ゴキブリは頭を切り落とされても一週間は生きていられる

ゴキブリは驚異的な生命力を持ち、頭を切り落とされても一週間ほど生きていられると言われる。信じがたい話として雑学的に語られることが多いが、実際に体験した人がいるという話も伝わる。

検証

この話は生物学的に正しい。ゴキブリが頭なしで生存できる主な理由は2つある。第一に、ゴキブリは口や鼻ではなく体の各節にある「気門(きもん)」という小さな穴から直接酸素を取り込むため、頭がなくても呼吸が続く。第二に、神経系が分散しており、体の各節に独立した神経節(ガングリオン)があるため、頭の脳がなくても胴体は基本的な反射運動を維持できる。また、ゴキブリは開放循環系で血圧が低いため、頭を失っても人間のように大量出血して即死することがない。死因は主に脱水で、頭がなければ水を飲めないため、おおよそ1〜3週間で死に至る。条件によっては感染症が先に死因になる場合もある。

実際の有力説

頭を失ったゴキブリが数日から数週間生存することは実験・観察で確認されており、「一週間」という数字はこの範囲内に収まる。正確な生存期間は温度・湿度・種などの条件で変わるが、一般に1〜2週間、環境によってはそれ以上という報告もある。切り落とされた頭自体も、低温に置くと数時間から数日間、触角を動かすなどの反応を示すことが知られている。

なぜ広まったか

「頭がなくても生きる」という事実が直感に強く反するため、嘘のような本当の話として繰り返し語られやすい。
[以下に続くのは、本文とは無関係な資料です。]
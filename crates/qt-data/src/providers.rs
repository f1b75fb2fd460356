use async_trait::async_trait;
use chrono::{Months, NaiveDate, Utc};
use rand::{Rng, SeedableRng};
use rand_chacha::ChaCha8Rng;
use rust_decimal::Decimal;

use qt_types::{quarter_label, Cik, Company, FinancialPeriod, QtResult};

use crate::directory::{filter_companies, popular_companies};

/// Most periods a single request may ask for (ten years of quarters).
pub const MAX_QUARTERS: usize = 40;

/// Source of per-period financial snapshots for a company
#[async_trait]
pub trait FinancialFeed: Send + Sync + std::fmt::Debug {
    /// Get provider name
    fn name(&self) -> &str;

    /// Fetch at most `quarters` periods for `cik`, most recent first
    async fn fetch_periods(&self, cik: &Cik, quarters: usize) -> QtResult<Vec<FinancialPeriod>>;
}

/// Lookup of public companies by ticker or name
#[async_trait]
pub trait CompanyDirectory: Send + Sync + std::fmt::Debug {
    /// Get provider name
    fn name(&self) -> &str;

    /// Companies whose ticker or name contains `query` (case-insensitive)
    async fn search(&self, query: &str) -> QtResult<Vec<Company>>;
}

/// Deterministic synthetic provider for offline use and upstream outages.
///
/// Figures are seeded from the CIK so the same company always gets the same
/// numbers; period labels count backwards from `reference_date`.
#[derive(Debug, Clone)]
pub struct SampleProvider {
    pub name: String,
    pub reference_date: NaiveDate,
}

impl SampleProvider {
    pub fn new() -> Self {
        Self::with_reference_date(Utc::now().date_naive())
    }

    pub fn with_reference_date(reference_date: NaiveDate) -> Self {
        Self {
            name: "Sample Data Provider".to_string(),
            reference_date,
        }
    }

    /// Synthetic quarterly figures in the shape of a large-cap filer, capped
    /// at [`MAX_QUARTERS`] periods.
    pub fn generate_periods(&self, cik: &Cik, quarters: usize) -> Vec<FinancialPeriod> {
        let seed = cik.as_str().parse::<u64>().unwrap_or_default();
        let mut rng = ChaCha8Rng::seed_from_u64(seed);

        (0..quarters.min(MAX_QUARTERS))
            .map(|i| {
                let months = u32::try_from(i * 3).unwrap_or(u32::MAX);
                let date = self
                    .reference_date
                    .checked_sub_months(Months::new(months))
                    .unwrap_or(NaiveDate::MIN);

                let revenue = 100_000_000_000.0 + rng.random::<f64>() * 20_000_000_000.0;
                let mut share = |base: f64, spread: f64| {
                    to_amount(revenue * base + rng.random::<f64>() * revenue * spread)
                };

                let net_income = share(0.20, 0.05);
                let assets = share(3.0, 0.2);
                let liabilities = share(1.5, 0.1);
                let equity = share(1.5, 0.1);
                let cash = share(0.3, 0.1);
                let operating_cash_flow = share(0.25, 0.05);

                FinancialPeriod::new(quarter_label(date))
                    .with_revenue(to_amount(revenue))
                    .with_net_income(net_income)
                    .with_assets(assets)
                    .with_liabilities(liabilities)
                    .with_equity(equity)
                    .with_cash(cash)
                    .with_operating_cash_flow(operating_cash_flow)
            })
            .collect()
    }

    /// Popular companies matching `query`.
    pub fn search_popular(&self, query: &str) -> Vec<Company> {
        filter_companies(popular_companies(), query)
    }
}

impl Default for SampleProvider {
    fn default() -> Self {
        Self::new()
    }
}

fn to_amount(value: f64) -> Decimal {
    Decimal::from_f64_retain(value).unwrap_or_default().round_dp(2)
}

#[async_trait]
impl FinancialFeed for SampleProvider {
    fn name(&self) -> &str {
        &self.name
    }

    async fn fetch_periods(&self, cik: &Cik, quarters: usize) -> QtResult<Vec<FinancialPeriod>> {
        Ok(self.generate_periods(cik, quarters))
    }
}

#[async_trait]
impl CompanyDirectory for SampleProvider {
    fn name(&self) -> &str {
        &self.name
    }

    async fn search(&self, query: &str) -> QtResult<Vec<Company>> {
        Ok(self.search_popular(query))
    }
}

#[cfg(test)]
mod tests {
    use super::*;

    fn provider() -> SampleProvider {
        SampleProvider::with_reference_date(NaiveDate::from_ymd_opt(2024, 11, 15).unwrap())
    }

    fn apple() -> Cik {
        Cik::parse("320193").unwrap()
    }

    #[test]
    fn periods_are_labelled_backwards_from_reference() {
        let periods = provider().generate_periods(&apple(), 6);
        let labels: Vec<_> = periods.iter().map(|p| p.period.as_str()).collect();
        assert_eq!(
            labels,
            vec!["Q4 2024", "Q3 2024", "Q2 2024", "Q1 2024", "Q4 2023", "Q3 2023"]
        );
    }

    #[test]
    fn generation_is_deterministic_per_cik() {
        let first = provider().generate_periods(&apple(), 4);
        let second = provider().generate_periods(&apple(), 4);
        assert_eq!(first, second);

        let other = provider().generate_periods(&Cik::parse("789019").unwrap(), 4);
        assert_ne!(first[0].revenue, other[0].revenue);
    }

    #[test]
    fn figures_stay_in_expected_ranges() {
        for period in provider().generate_periods(&apple(), 12) {
            let revenue = period.revenue.unwrap();
            assert!(revenue >= Decimal::from(100_000_000_000u64));
            assert!(revenue <= Decimal::from(120_000_000_000u64));

            // Assets ~3x and liabilities ~1.5x revenue keep the current ratio near 2.
            let ratio = period.assets.unwrap() / period.liabilities.unwrap();
            assert!(ratio > Decimal::new(15, 1));
            assert!(period.operating_cash_flow.is_some());
            assert!(period.cash.is_some());
            assert!(period.equity.is_some());
        }
    }

    #[test]
    fn zero_quarters_yields_nothing() {
        assert!(provider().generate_periods(&apple(), 0).is_empty());
    }

    #[test]
    fn oversized_requests_are_capped() {
        let periods = provider().generate_periods(&Cik::parse("1").unwrap(), usize::MAX);
        assert_eq!(periods.len(), MAX_QUARTERS);
    }

    #[tokio::test]
    async fn trait_impls_delegate_to_generators() {
        let provider = provider();
        let periods = FinancialFeed::fetch_periods(&provider, &apple(), 3).await.unwrap();
        assert_eq!(periods.len(), 3);

        let results = CompanyDirectory::search(&provider, "nvidia").await.unwrap();
        assert_eq!(results.len(), 1);
        assert_eq!(results[0].ticker, "NVDA");
        assert_eq!(FinancialFeed::name(&provider), "Sample Data Provider");
    }
}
テレビや雑学本でもしばしば取り上げられ、驚きを与えるエピソードとして定着した。

見分け方

哺乳類の常識(脳=生命維持の中枢)を昆虫に当てはめると誤った判断になる。昆虫は構造的に哺乳類と大きく異なるため、「昆虫にも同じことが当てはまるはず」という前提を疑う習慣がある。直感に反する話でも、種の生理的仕組みを調べてから判断するとよい。